**WORK ITEM**
Your answer should consist of every line from the records that holds the string "types".

**Stored data**
──────────

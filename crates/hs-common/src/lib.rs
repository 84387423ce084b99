//! hmmspec common types, IDs, and errors.
//!
//! This crate provides foundational types shared across the hmmspec crates:
//! - Editing-session identifiers for log correlation
//! - The unified error type with stable codes
//! - Output format specifications

pub mod error;
pub mod id;
pub mod output;

pub use error::{
    format_error_human, Error, ErrorCategory, Result, StructuredError, SuggestedAction,
};
pub use id::SessionId;
pub use output::OutputFormat;

/// Version of the JSON envelopes emitted by the CLI.
pub const SCHEMA_VERSION: &str = "1.0.0";
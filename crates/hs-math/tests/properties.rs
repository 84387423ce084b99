//! Property-based tests for hs-math validation.
//!
//! Uses proptest to verify the sum-to-one check across many random vectors.

use hs_math::{
    join_entries, parse_entry, sum_entries, ProbabilityVectorValidator, SumCheck, Verdict,
};
use proptest::prelude::*;

/// Strategy: a vector of 1..=6 strictly positive raw weights.
fn raw_weights() -> impl Strategy<Value = Vec<f64>> {
    prop::collection::vec(0.01..10.0f64, 1..=6)
}

fn normalize(raw: &[f64]) -> Vec<f64> {
    let total: f64 = raw.iter().sum();
    raw.iter().map(|w| w / total).collect()
}

// ============================================================================
// Tolerant check
// ============================================================================

proptest! {
    #![proptest_config(ProptestConfig::with_cases(500))]

    /// Any normalized vector passes the tolerant check.
    #[test]
    fn normalized_vectors_are_valid(raw in raw_weights()) {
        let values = normalize(&raw);
        let validator = ProbabilityVectorValidator::default();
        prop_assert!(validator.validate_values(&values).is_valid(), "{:?}", values);
    }

    /// Scaling a normalized vector away from 1 makes it invalid.
    #[test]
    fn scaled_vectors_are_invalid(raw in raw_weights(), factor in 1.01..3.0f64) {
        let values: Vec<f64> = normalize(&raw).iter().map(|v| v * factor).collect();
        let validator = ProbabilityVectorValidator::default();
        let verdict = validator.validate_values(&values);
        match verdict {
            Verdict::Invalid { sum } => prop_assert!((sum - factor).abs() < 1e-9),
            Verdict::Valid(joined) => prop_assert!(false, "unexpectedly valid: {}", joined),
        }
    }

    /// The joined representation parses back to the exact input values.
    #[test]
    fn joined_values_parse_back(raw in raw_weights()) {
        let values = normalize(&raw);
        let validator = ProbabilityVectorValidator::default();
        let verdict = validator.validate_values(&values);
        let joined = verdict.joined().expect("normalized vector should be valid");
        let parsed: Vec<f64> = joined
            .split(',')
            .map(|s| parse_entry(s).expect("joined entry should parse"))
            .collect();
        prop_assert_eq!(parsed, values);
    }

    /// Inserting empty entries never changes the sum.
    #[test]
    fn empty_entries_contribute_nothing(raw in raw_weights(), at in 0usize..6) {
        let mut entries: Vec<Option<f64>> = raw.iter().copied().map(Some).collect();
        let before = sum_entries(&entries);
        let at = at.min(entries.len());
        entries.insert(at, None);
        prop_assert_eq!(sum_entries(&entries), before);
        prop_assert_eq!(join_entries(&entries).split(',').count(), raw.len() + 1);
    }
}

// ============================================================================
// Exact check
// ============================================================================

proptest! {
    #![proptest_config(ProptestConfig::with_cases(500))]

    /// The exact check agrees with a direct comparison of the folded sum.
    #[test]
    fn exact_check_matches_folded_sum(raw in raw_weights()) {
        let values = normalize(&raw);
        let entries: Vec<Option<f64>> = values.iter().copied().map(Some).collect();
        let exact = ProbabilityVectorValidator::new(SumCheck::Exact);
        prop_assert_eq!(exact.validate(&entries).is_valid(), sum_entries(&entries) == 1.0);
    }

    /// Anything the exact check accepts, the tolerant check accepts too.
    #[test]
    fn exact_implies_tolerant(raw in raw_weights()) {
        let values = normalize(&raw);
        let exact = ProbabilityVectorValidator::new(SumCheck::Exact);
        let tolerant = ProbabilityVectorValidator::default();
        if exact.validate_values(&values).is_valid() {
            prop_assert!(tolerant.validate_values(&values).is_valid());
        }
    }
}
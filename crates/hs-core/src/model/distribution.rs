//! Emission distribution parameters.
//!
//! Every distribution models two covariates (WGA and No WGA), so each kind has
//! exactly four parameters. Parameters stay `None` until the user enters them.

use hs_common::{Error, Result};
use serde::{Deserialize, Serialize};
use std::fmt;

/// Distribution family of one component.
#[derive(Debug, Clone, Copy, PartialEq, Eq, Hash, Serialize, Deserialize)]
pub enum DistributionKind {
    Normal,
    Uniform,
}

impl DistributionKind {
    pub const ALL: [DistributionKind; 2] = [DistributionKind::Normal, DistributionKind::Uniform];

    /// Name used in the wire format.
    pub fn wire_name(&self) -> &'static str {
        match self {
            DistributionKind::Normal => "Normal",
            DistributionKind::Uniform => "Uniform",
        }
    }

    /// Case-insensitive parse of a kind name.
    pub fn parse(s: &str) -> Option<Self> {
        match s.trim().to_ascii_lowercase().as_str() {
            "normal" | "gaussian" => Some(DistributionKind::Normal),
            "uniform" => Some(DistributionKind::Uniform),
            _ => None,
        }
    }

    /// The four parameters of this kind, in wire order.
    pub fn fields(&self) -> [ParamField; 4] {
        match self {
            DistributionKind::Normal => [
                ParamField::WgaMean,
                ParamField::NoWgaMean,
                ParamField::WgaVariance,
                ParamField::NoWgaVariance,
            ],
            DistributionKind::Uniform => [
                ParamField::WgaLower,
                ParamField::NoWgaLower,
                ParamField::WgaUpper,
                ParamField::NoWgaUpper,
            ],
        }
    }
}

impl fmt::Display for DistributionKind {
    fn fmt(&self, f: &mut fmt::Formatter<'_>) -> fmt::Result {
        f.write_str(self.wire_name())
    }
}

/// One named distribution parameter.
#[derive(Debug, Clone, Copy, PartialEq, Eq, Hash, PartialOrd, Ord, Serialize, Deserialize)]
#[serde(rename_all = "snake_case")]
pub enum ParamField {
    WgaMean,
    NoWgaMean,
    WgaVariance,
    NoWgaVariance,
    WgaLower,
    NoWgaLower,
    WgaUpper,
    NoWgaUpper,
}

impl ParamField {
    pub const ALL: [ParamField; 8] = [
        ParamField::WgaMean,
        ParamField::NoWgaMean,
        ParamField::WgaVariance,
        ParamField::NoWgaVariance,
        ParamField::WgaLower,
        ParamField::NoWgaLower,
        ParamField::WgaUpper,
        ParamField::NoWgaUpper,
    ];

    /// Kind this field belongs to.
    pub fn kind(&self) -> DistributionKind {
        match self {
            ParamField::WgaMean
            | ParamField::NoWgaMean
            | ParamField::WgaVariance
            | ParamField::NoWgaVariance => DistributionKind::Normal,
            _ => DistributionKind::Uniform,
        }
    }

    /// Wire field name, e.g. `single_com_m1`.
    pub fn wire_key(&self) -> &'static str {
        match self {
            ParamField::WgaMean => "single_com_m1",
            ParamField::NoWgaMean => "single_com_m2",
            ParamField::WgaVariance => "single_com_v1",
            ParamField::NoWgaVariance => "single_com_v2",
            ParamField::WgaLower => "single_com_l1",
            ParamField::NoWgaLower => "single_com_l2",
            ParamField::WgaUpper => "single_com_u1",
            ParamField::NoWgaUpper => "single_com_u2",
        }
    }

    /// Name used in scripts and messages.
    pub fn as_str(&self) -> &'static str {
        match self {
            ParamField::WgaMean => "wga_mean",
            ParamField::NoWgaMean => "no_wga_mean",
            ParamField::WgaVariance => "wga_variance",
            ParamField::NoWgaVariance => "no_wga_variance",
            ParamField::WgaLower => "wga_lower",
            ParamField::NoWgaLower => "no_wga_lower",
            ParamField::WgaUpper => "wga_upper",
            ParamField::NoWgaUpper => "no_wga_upper",
        }
    }

    /// Parse a field from its script name, camelCase name or wire key.
    pub fn parse(s: &str) -> Option<Self> {
        let s = s.trim();
        Self::ALL.iter().copied().find(|field| {
            field.as_str().eq_ignore_ascii_case(s)
                || field.camel_name().eq_ignore_ascii_case(s)
                || field.wire_key() == s
                || field.wire_key().strip_prefix("single_com_") == Some(s)
        })
    }

    /// Look up a field by its exact wire key.
    pub fn from_wire_key(key: &str) -> Option<Self> {
        Self::ALL.iter().copied().find(|field| field.wire_key() == key)
    }

    fn camel_name(&self) -> &'static str {
        match self {
            ParamField::WgaMean => "wgaMean",
            ParamField::NoWgaMean => "noWgaMean",
            ParamField::WgaVariance => "wgaVariance",
            ParamField::NoWgaVariance => "noWgaVariance",
            ParamField::WgaLower => "wgaLower",
            ParamField::NoWgaLower => "noWgaLower",
            ParamField::WgaUpper => "wgaUpper",
            ParamField::NoWgaUpper => "noWgaUpper",
        }
    }
}

impl fmt::Display for ParamField {
    fn fmt(&self, f: &mut fmt::Formatter<'_>) -> fmt::Result {
        f.write_str(self.as_str())
    }
}

/// Measurement axis of a Uniform bound check.
#[derive(Debug, Clone, Copy, PartialEq, Eq, Serialize, Deserialize)]
#[serde(rename_all = "snake_case")]
pub enum Axis {
    Wga,
    NoWga,
}

impl fmt::Display for Axis {
    fn fmt(&self, f: &mut fmt::Formatter<'_>) -> fmt::Result {
        match self {
            Axis::Wga => write!(f, "WGA"),
            Axis::NoWga => write!(f, "No WGA"),
        }
    }
}

#[derive(Debug, Clone, Default, PartialEq, Serialize, Deserialize)]
pub struct NormalParams {
    pub wga_mean: Option<f64>,
    pub no_wga_mean: Option<f64>,
    pub wga_variance: Option<f64>,
    pub no_wga_variance: Option<f64>,
}

#[derive(Debug, Clone, Default, PartialEq, Serialize, Deserialize)]
pub struct UniformParams {
    pub wga_lower: Option<f64>,
    pub no_wga_lower: Option<f64>,
    pub wga_upper: Option<f64>,
    pub no_wga_upper: Option<f64>,
}

/// Parameters of one emission distribution.
#[derive(Debug, Clone, PartialEq, Serialize, Deserialize)]
#[serde(tag = "kind")]
pub enum DistributionSpec {
    Normal(NormalParams),
    Uniform(UniformParams),
}

impl DistributionSpec {
    /// Empty parameter set of the given kind.
    pub fn empty(kind: DistributionKind) -> Self {
        match kind {
            DistributionKind::Normal => DistributionSpec::Normal(NormalParams::default()),
            DistributionKind::Uniform => DistributionSpec::Uniform(UniformParams::default()),
        }
    }

    pub fn kind(&self) -> DistributionKind {
        match self {
            DistributionSpec::Normal(_) => DistributionKind::Normal,
            DistributionSpec::Uniform(_) => DistributionKind::Uniform,
        }
    }

    /// Entered value of `field`; `None` if unset or not part of this kind.
    pub fn get(&self, field: ParamField) -> Option<f64> {
        match (self, field) {
            (DistributionSpec::Normal(p), ParamField::WgaMean) => p.wga_mean,
            (DistributionSpec::Normal(p), ParamField::NoWgaMean) => p.no_wga_mean,
            (DistributionSpec::Normal(p), ParamField::WgaVariance) => p.wga_variance,
            (DistributionSpec::Normal(p), ParamField::NoWgaVariance) => p.no_wga_variance,
            (DistributionSpec::Uniform(p), ParamField::WgaLower) => p.wga_lower,
            (DistributionSpec::Uniform(p), ParamField::NoWgaLower) => p.no_wga_lower,
            (DistributionSpec::Uniform(p), ParamField::WgaUpper) => p.wga_upper,
            (DistributionSpec::Uniform(p), ParamField::NoWgaUpper) => p.no_wga_upper,
            _ => None,
        }
    }

    fn slot_mut(&mut self, field: ParamField) -> Option<&mut Option<f64>> {
        match (self, field) {
            (DistributionSpec::Normal(p), ParamField::WgaMean) => Some(&mut p.wga_mean),
            (DistributionSpec::Normal(p), ParamField::NoWgaMean) => Some(&mut p.no_wga_mean),
            (DistributionSpec::Normal(p), ParamField::WgaVariance) => Some(&mut p.wga_variance),
            (DistributionSpec::Normal(p), ParamField::NoWgaVariance) => {
                Some(&mut p.no_wga_variance)
            }
            (DistributionSpec::Uniform(p), ParamField::WgaLower) => Some(&mut p.wga_lower),
            (DistributionSpec::Uniform(p), ParamField::NoWgaLower) => Some(&mut p.no_wga_lower),
            (DistributionSpec::Uniform(p), ParamField::WgaUpper) => Some(&mut p.wga_upper),
            (DistributionSpec::Uniform(p), ParamField::NoWgaUpper) => Some(&mut p.no_wga_upper),
            _ => None,
        }
    }

    /// Set one parameter. Values must be finite and non-negative.
    pub fn set_param(&mut self, field: ParamField, value: f64) -> Result<()> {
        if !value.is_finite() || value < 0.0 {
            return Err(Error::InvalidValue {
                field: field.as_str().to_string(),
                message: format!("expected a finite value >= 0, got {}", value),
            });
        }
        let kind = self.kind();
        let slot = self.slot_mut(field).ok_or_else(|| {
            Error::InvalidCommand(format!(
                "{} is not a parameter of a {} distribution",
                field, kind
            ))
        })?;
        // -0 would otherwise reach the wire as "-0"
        *slot = Some(if value == 0.0 { 0.0 } else { value });
        Ok(())
    }

    /// Fields with no entered value, in wire order.
    pub fn missing_fields(&self) -> Vec<ParamField> {
        self.kind()
            .fields()
            .into_iter()
            .filter(|field| self.get(*field).is_none())
            .collect()
    }

    pub fn is_complete(&self) -> bool {
        self.missing_fields().is_empty()
    }

    /// Axes where a Uniform lower bound exceeds its upper bound.
    pub fn bound_violations(&self) -> Vec<Axis> {
        let DistributionSpec::Uniform(p) = self else {
            return Vec::new();
        };
        let mut violations = Vec::new();
        if let (Some(lower), Some(upper)) = (p.wga_lower, p.wga_upper) {
            if lower > upper {
                violations.push(Axis::Wga);
            }
        }
        if let (Some(lower), Some(upper)) = (p.no_wga_lower, p.no_wga_upper) {
            if lower > upper {
                violations.push(Axis::NoWga);
            }
        }
        violations
    }

    /// Every field of this kind with its entered value, in wire order.
    pub fn entries(&self) -> impl Iterator<Item = (ParamField, Option<f64>)> + '_ {
        self.kind()
            .fields()
            .into_iter()
            .map(move |field| (field, self.get(field)))
    }
}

──────────

**EXPECTED OUTPUT**
//! hmmspec common types, IDs, and errors.
//! This crate provides foundational types shared across the hmmspec crates:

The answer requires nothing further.